Directed by Marc Danbury, The 31st Amendment looks and feels like the indie answer to The Hunger Games, with a hint of The Purge franchise creeping in on its fringes. Dystopian battle royales are nothing new in the realm of filmmaking, but Danbury and the team over at New Boy Films make the most of their resources in this nifty, character-driven thriller.
The table is set with a simple premise. The US Administration is seeking to solve the aging population problem with a questionable thinning procedure known as the Economic Impact Easing Program. Exactly 150 citizens, aged 55 and up, are dropped into an arena where there can be only one survivor, who receives a number of benefits. The government creating controversial policies is nothing new in this genre, and at this point it’s become almost futile to dispute the logic behind each of these narratives. The 31st Amendment doesn’t really attempt to explore its finer details beyond a simple news coverage, but accomplishes most of its success by paying attention to its character-driven elements.
Rachel Taggart stars as Janelle Sterling, a mother working to make ends meet when she is suddenly drafted into the Easing Program.

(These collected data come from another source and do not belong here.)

//! Error taxonomy for the forum state layer.
//!
//! Errors never cross controller boundaries as panics. Views store
//! [`ForumError::user_message`] on their `error` field; callers that need the
//! typed value get it from the returning operation.

use petboard_proto::ProtocolError;
use thiserror::Error;

use crate::ValidationError;

/// Errors surfaced by forum operations.
#[derive(Error, Debug, Clone, PartialEq, Eq)]
pub enum ForumError {
    /// Local validation rejected the input; nothing was sent.
    #[error("validation failed: {0}")]
    Validation(#[from] ValidationError),

    /// No response was received (network failure, timeout).
    #[error("transport error: {0}")]
    Transport(String),

    /// The server answered with an error envelope.
    #[error("server error ({status}): {message}")]
    Server {
        /// HTTP status code
        status: u16,
        /// Message extracted from the envelope, possibly empty
        message: String,
    },

    /// The operation targets state that is no longer current.
    #[error("state conflict: {0}")]
    StateConflict(String),

    /// The response could not be understood.
    #[error("protocol error: {0}")]
    Protocol(#[from] ProtocolError),

    /// An anonymous viewer attempted a signed-in operation.
    #[error("sign in required to {0}")]
    Unauthenticated(&'static str),

    /// The viewer is signed in but not allowed to perform the operation.
    #[error("not allowed to {0}")]
    Forbidden(&'static str),
}

impl ForumError {
    /// Single user-facing string for display on a view.
    pub fn user_message(&self) -> String {
        match self {
            Self::Validation(err) => capitalize(&err.to_string()),
            Self::Transport(_) => {
                "Unable to reach the server. Check your connection and try again.".to_string()
            },
            Self::Server { status, message } if message.is_empty() => {
                format!("Request failed (status {status}).")
            },
            Self::Server { message, .. } => message.clone(),
            Self::StateConflict(message) => capitalize(message),
            Self::Protocol(_) => "Unexpected response from the server.".to_string(),
            Self::Unauthenticated(action) => format!("Sign in to {action}."),
            Self::Forbidden(action) => format!("You are not allowed to {action}."),
        }
    }

    /// Returns true if this error is transient and may succeed on retry.
    ///
    /// Transport failures and 5xx responses are transient. Validation,
    /// authorization and protocol errors are not.
    pub fn is_transient(&self) -> bool {
        match self {
            Self::Transport(_) => true,
            Self::Server { status, .. } => *status >= 500,
            _ => false,
        }
    }
}

fn capitalize(message: &str) -> String {
    let mut chars = message.chars();
    match chars.next() {
        Some(first) => first.to_uppercase().chain(chars).collect(),
        None => String::new(),
    }
}
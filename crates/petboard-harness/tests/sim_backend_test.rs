//! The app and typed API against the simulated backend.

use petboard_app::{ForumApp, Runtime};
use petboard_client::{ClientConfig, ForumApi};
use petboard_core::{ForumError, SharedIdentity, Viewer};
use petboard_harness::{Failure, PageShape, SimBackend, SystemSnapshot};
use petboard_proto::{ListKind, ListQuery, UserId};

const VIEWER: UserId = 1;
const OTHER: UserId = 2;

fn backend() -> SimBackend {
    SimBackend::new(SharedIdentity::signed_in(Viewer::new(VIEWER, "token")))
}

#[tokio::test]
async fn every_page_shape_normalizes_to_the_same_page() {
    let mut pages = Vec::new();
    for shape in [PageShape::Flat, PageShape::Nested, PageShape::Wrapped] {
        let backend = backend();
        for n in 0..7 {
            backend.seed_forum(OTHER, &format!("Post {n}"), &["dog"]);
        }
        backend.set_page_shape(shape);

        let api = ForumApi::new(backend);
        let query = ListQuery { page: 1, ..ListQuery::with_size(3) };
        let page = api.list_forums(ListKind::All, &query).await.unwrap();
        assert_eq!(page.total_elements, 7, "{shape:?}");
        assert_eq!(page.total_pages_for(3), 3, "{shape:?}");
        pages.push(page);
    }

    let ids: Vec<Vec<u64>> =
        pages.iter().map(|p| p.content.iter().map(|f| f.forum_id).collect()).collect();
    assert_eq!(ids, vec![vec![4, 3, 2]; 3]);
}

#[tokio::test]
async fn empty_result_is_one_empty_page() {
    let api = ForumApi::new(backend());
    let page = api.list_forums(ListKind::Featured, &ListQuery::default()).await.unwrap();
    assert!(page.content.is_empty());
    assert_eq!(page.total_pages_for(10), 1);
}

#[tokio::test]
async fn failures_reach_the_caller_as_typed_errors() {
    let backend = backend();
    let forum_id = backend.seed_forum(OTHER, "Post", &[]);
    let api = ForumApi::new(backend.clone());

    backend.fail_next(Failure::Offline);
    assert!(matches!(api.get_forum(forum_id).await, Err(ForumError::Transport(_))));

    backend.fail_next(Failure::Status { status: 500, message: "Database unavailable".into() });
    let err = api.get_forum(forum_id).await.unwrap_err();
    assert!(err.is_transient());
    assert_eq!(err.user_message(), "Database unavailable");

    let err = api.delete_forum(forum_id).await.unwrap_err();
    assert!(matches!(err, ForumError::Server { status: 403, .. }));
    assert!(backend.forum(forum_id).is_some());
}

#[tokio::test]
async fn failed_reload_keeps_previous_page() {
    let backend = backend();
    for n in 0..3 {
        backend.seed_forum(OTHER, &format!("Post {n}"), &["cat"]);
    }
    let app = ForumApp::new(Some(VIEWER), &ClientConfig::default());
    let mut runtime = Runtime::new(app, backend.clone());
    runtime.apply(|app| app.load_list(ListKind::All));
    runtime.settle().await;

    backend.fail_next(Failure::Timeout);
    runtime.apply(|app| app.load_list(ListKind::All));
    runtime.settle().await;

    let list = runtime.app().list(ListKind::All).unwrap();
    assert_eq!(list.content().len(), 3);
    assert!(!list.is_loading());
    assert_eq!(
        list.error(),
        Some("Unable to reach the server. Check your connection and try again.")
    );
}

#[tokio::test]
async fn settled_snapshot() {
    let backend = backend();
    let dog = backend.seed_forum(OTHER, "Dog question", &["dog"]);
    backend.seed_forum(VIEWER, "Cat question", &["cat"]);
    backend.seed_like(dog, OTHER);
    backend.seed_comment(dog, OTHER, "Try a harness", None);

    let app = ForumApp::new(Some(VIEWER), &ClientConfig::default());
    let mut runtime = Runtime::new(app, backend.clone());
    runtime.apply(|app| app.load_list(ListKind::All));
    runtime.settle().await;

    let snapshot = SystemSnapshot::from_runtime(&runtime).with_backend(&backend);
    insta::assert_json_snapshot!(snapshot, @r#"
    {
      "lists": [
        {
          "kind": "all",
          "page": 0,
          "size": 10,
          "total_pages": 1,
          "total_elements": 2,
          "loading": false,
          "posts": [
            [
              2,
              {
                "likes": 0,
                "comments": 0
              }
            ],
            [
              1,
              {
                "likes": 1,
                "comments": 1
              }
            ]
          ]
        },
        {
          "kind": "mine",
          "page": 0,
          "size": 10,
          "total_pages": 1,
          "total_elements": 0,
          "loading": false,
          "posts": []
        },
        {
          "kind": "featured",
          "page": 0,
          "size": 10,
          "total_pages": 1,
          "total_elements": 0,
          "loading": false,
          "posts": []
        }
      ],
      "detail": null,
      "cache": {
        "1": {
          "likes": 1,
          "comments": 1
        },
        "2": {
          "likes": 0,
          "comments": 0
        }
      },
      "in_flight": 0,
      "backend": {
        "1": {
          "likes": 1,
          "comments": 1
        },
        "2": {
          "likes": 0,
          "comments": 0
        }
      }
    }
    "#);
}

It’s during the relentless battle that she encounters the injured Vince (Marc Danbury). Despite the odds, the two form an alliance, hoping to somehow survive the deadly event. The film doesn’t do a particularly sound job of establishing how any of its characters are proficient in weapon handling or fighting, but it does use its action scenes to great effect. The gunplay has weight to it, and some cool VFX (James Taggart) helps to make the more visceral sequences stand out. From drone shots to car stunts to helicopters and an imposing wall of toxic smoke, there is always something going on to draw in the viewer’s attention.
Taggart and Danbury work well together on screen, which helps get across the film’s most obvious but most important message. Family comes first for both of them, and it’s a common ground they can agree upon. But while the story moves along at a brisk pace, the stakes don’t feel as high as they should be. There is an attempt at creating a pseudo-villain in the midst of chaos: a gas-masked killer who methodically picks off the contestants. And while that alone adds an intriguing layer of danger, the man behind the mask is never given an identity of their own.
With a pair of well-matched leads and a creative team well in control of their projects’ many moving parts, The 31st Amendment makes the most of its familiar premise with stylish thrills and an emphasis on humanity.